Jamais esqueci esse sentimento. Stephon é minha família para sempre. Ele até me ensinou a falar inglês, os palavrões principalmente, mas me ensinou como usá-los para o bem e para o mal. Até para eu me virar bem nos jogos.

Mas sabe quem era o melhor nisso? Meu amigo Shaquille O’neal.

Em 2008, não era possível brincar contra nosso time do Phoenix Suns. Shaq era um gigante muito amigável, mas de repente se tornava o cara mais dominante e agressivo da quadra. Os oponentes nunca sabiam contra quem iam jogar. Algumas vezes ele gritava, xingava, ameaçava os jogadores dos outros times.

Com certeza, o Shaq é um cara assustador. Mas quando se vê um cara nu, se vê um lado diferente da pessoa. Talvez vocês não estejam preparados para essa história.

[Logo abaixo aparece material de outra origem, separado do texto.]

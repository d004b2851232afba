//! Value Objects - Immutable, identity-less domain primitives

mod filter_mode;
mod image_url;
mod nudity_label;
mod proxy_reference;
mod result_type;

pub use filter_mode::FilterMode;
pub use image_url::ImageUrl;
pub use nudity_label::NudityLabel;
pub use proxy_reference::{DEFAULT_PROXY_PATH, ProxyReference};
pub use result_type::ResultType;
//! Image moderation settings.

use ai_vision::VisionConfig;
use domain::{DomainError, ModerationThresholds};
use serde::{Deserialize, Serialize};

/// Moderation thresholds plus the detector backend configuration
#[derive(Debug, Clone, Serialize, Deserialize)]
pub struct ModerationAppConfig {
    /// Minimum score that censors an image in moderate mode
    #[serde(default = "default_moderate")]
    pub moderate_threshold: f32,

    /// Minimum score that censors an image in strict mode
    #[serde(default = "default_strict")]
    pub strict_threshold: f32,

    /// Detector backend, blur strength and JPEG quality
    #[serde(default)]
    pub vision: VisionConfig,
}

const fn default_moderate() -> f32 {
    ModerationThresholds::DEFAULT_MODERATE
}

const fn default_strict() -> f32 {
    ModerationThresholds::DEFAULT_STRICT
}

impl Default for ModerationAppConfig {
    fn default() -> Self {
        Self {
            moderate_threshold: default_moderate(),
            strict_threshold: default_strict(),
            vision: VisionConfig::default(),
        }
    }
}

impl ModerationAppConfig {
    /// Validated thresholds
    ///
    /// # Errors
    ///
    /// Returns `DomainError::InvalidThresholds` unless
    /// `0 < strict <= moderate <= 1`.
    pub fn thresholds(&self) -> Result<ModerationThresholds, DomainError> {
        ModerationThresholds::new(self.moderate_threshold, self.strict_threshold)
    }

    /// Validate thresholds and the vision backend
    ///
    /// # Errors
    ///
    /// Returns a message describing the first invalid setting.
    pub fn validate(&self) -> Result<(), String> {
        self.thresholds().map_err(|e| e.to_string())?;
        self.vision
            .validate()
            .map_err(|e| format!("moderation.vision: {e}"))
    }
}
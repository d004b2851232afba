//! Application state shared across handlers

use std::sync::Arc;

use application::{HealthService, MediaProxyService, SearchService};

use crate::config_reload::ReloadableConfig;

/// Shared application state
#[derive(Clone)]
pub struct AppState {
    /// Search pipeline: provider, policy filter, classification, history
    pub search_service: Arc<SearchService>,
    /// Image proxy: fetch, moderation gate, re-encoding
    pub media_proxy: Arc<MediaProxyService>,
    /// Dependency health for readiness probes
    pub health_service: Arc<HealthService>,
    /// Application configuration
    pub config: ReloadableConfig,
}

impl std::fmt::Debug for AppState {
    fn fmt(&self, f: &mut std::fmt::Formatter<'_>) -> std::fmt::Result {
        f.debug_struct("AppState")
            .field("search_service", &self.search_service)
            .field("media_proxy", &"<MediaProxyService>")
            .field("health_service", &self.health_service)
            .field("config", &self.config)
            .finish()
    }
}
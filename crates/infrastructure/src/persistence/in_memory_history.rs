//! In-memory search history store
//!
//! Implements the `HistoryPort`. Each recorded search keeps its summary and
//! result rows; result ids are assigned sequentially across all searches.

use std::collections::VecDeque;

use application::{
    error::ApplicationError,
    ports::{HistoryEntry, HistoryPort, RecordedIdentity},
};
use async_trait::async_trait;
use chrono::{DateTime, Utc};
use parking_lot::Mutex;
use tracing::{debug, instrument};

/// Default number of searches retained
pub const DEFAULT_CAPACITY: usize = 1_000;

/// One recorded search
#[derive(Debug, Clone, PartialEq, Eq)]
pub struct StoredSearch {
    pub entry: HistoryEntry,
    pub identities: Vec<RecordedIdentity>,
    pub recorded_at: DateTime<Utc>,
}

#[derive(Debug)]
struct HistoryState {
    next_id: u64,
    searches: VecDeque<StoredSearch>,
}

/// Bounded in-memory history
///
/// The oldest search is evicted once `capacity` searches are stored.
#[derive(Debug)]
pub struct InMemoryHistoryStore {
    state: Mutex<HistoryState>,
    capacity: usize,
}

impl Default for InMemoryHistoryStore {
    fn default() -> Self {
        Self::with_capacity(DEFAULT_CAPACITY)
    }
}

impl InMemoryHistoryStore {
    #[must_use]
    pub fn new() -> Self {
        Self::default()
    }

    /// Create a store retaining at most `capacity` searches (minimum 1)
    #[must_use]
    pub fn with_capacity(capacity: usize) -> Self {
        Self {
            state: Mutex::new(HistoryState {
                next_id: 1,
                searches: VecDeque::new(),
            }),
            capacity: capacity.max(1),
        }
    }

    /// Number of searches currently stored
    #[must_use]
    pub fn len(&self) -> usize {
        self.state.lock().searches.len()
    }

    #[must_use]
    pub fn is_empty(&self) -> bool {
        self.len() == 0
    }

    /// Stored searches, newest first
    #[must_use]
    pub fn recent(&self, limit: usize) -> Vec<StoredSearch> {
        self.state
            .lock()
            .searches
            .iter()
            .rev()
            .take(limit)
            .cloned()
            .collect()
    }
}

#[async_trait]
impl HistoryPort for InMemoryHistoryStore {
    #[instrument(skip(self, entry), fields(results = entry.results.len(), mode = %entry.filter_mode))]
    async fn record(&self, entry: HistoryEntry) -> Result<Vec<RecordedIdentity>, ApplicationError> {
        let now = Utc::now();
        let count = entry.results.len() as u64;

        // Single critical section: either the whole batch lands or nothing does
        let mut state = self.state.lock();
        let first_id = state.next_id;
        let next_id = first_id
            .checked_add(count)
            .ok_or_else(|| ApplicationError::Internal("History id space exhausted".to_string()))?;

        let identities: Vec<RecordedIdentity> = (first_id..next_id)
            .map(|id| RecordedIdentity::new(id, now))
            .collect();

        state.next_id = next_id;
        if state.searches.len() >= self.capacity {
            state.searches.pop_front();
        }
        state.searches.push_back(StoredSearch {
            entry,
            identities: identities.clone(),
            recorded_at: now,
        });
        drop(state);

        debug!(first_id, count, "Recorded search history");
        Ok(identities)
    }
}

Leandro Barbosa e Shaq jogaram juntos no Suns entre 2008 e 2009. Foto: facebook.com/leandrobarbosa

Era dia de jogo, começo da tarde. Shaq me buscou e fomos ao centro de treinamento para nos preparar antes da partida. Fomos ao vestiário, tiramos nossa roupa, fomos para o lugar para reabilitação muscular mas o treinador não estava lá. Esperamos por 15 minutos, de toalha e Shaq já não estava feliz com a situação. Então, se levantou, tirou a toalha e foi para a sala do treinador. Abriu a porta e:” Você vem ou vou ir até aí e te trazer?”.

Em um primeiro momento, nosso treinador não sabia se era brincadeira ou não. Shaq se aproximou e foi quando o técnico percebeu que era real, então levantou e veio rápido.

É claro que Shaq o acompanhou, ainda nu. Só que ele estava correndo, passando por trabalhadores da arena e o pessoal do staff do time, além de tudo ele gritava. Esse era um dia normal de trabalho. Um dos maiores jogadores da história da NBA correndo nu, gritando para o meu técnico.

Dentro de mim, ainda me sinto um menino de São Paulo. A NBA e os amigos que fiz foram muito importantes no meu amadurecimento.

Minha caminhada ainda não acabou. Minhas pernas ainda respondem bem e ainda tenho o espírito competitivo. Mas, acima de tudo, sou grato.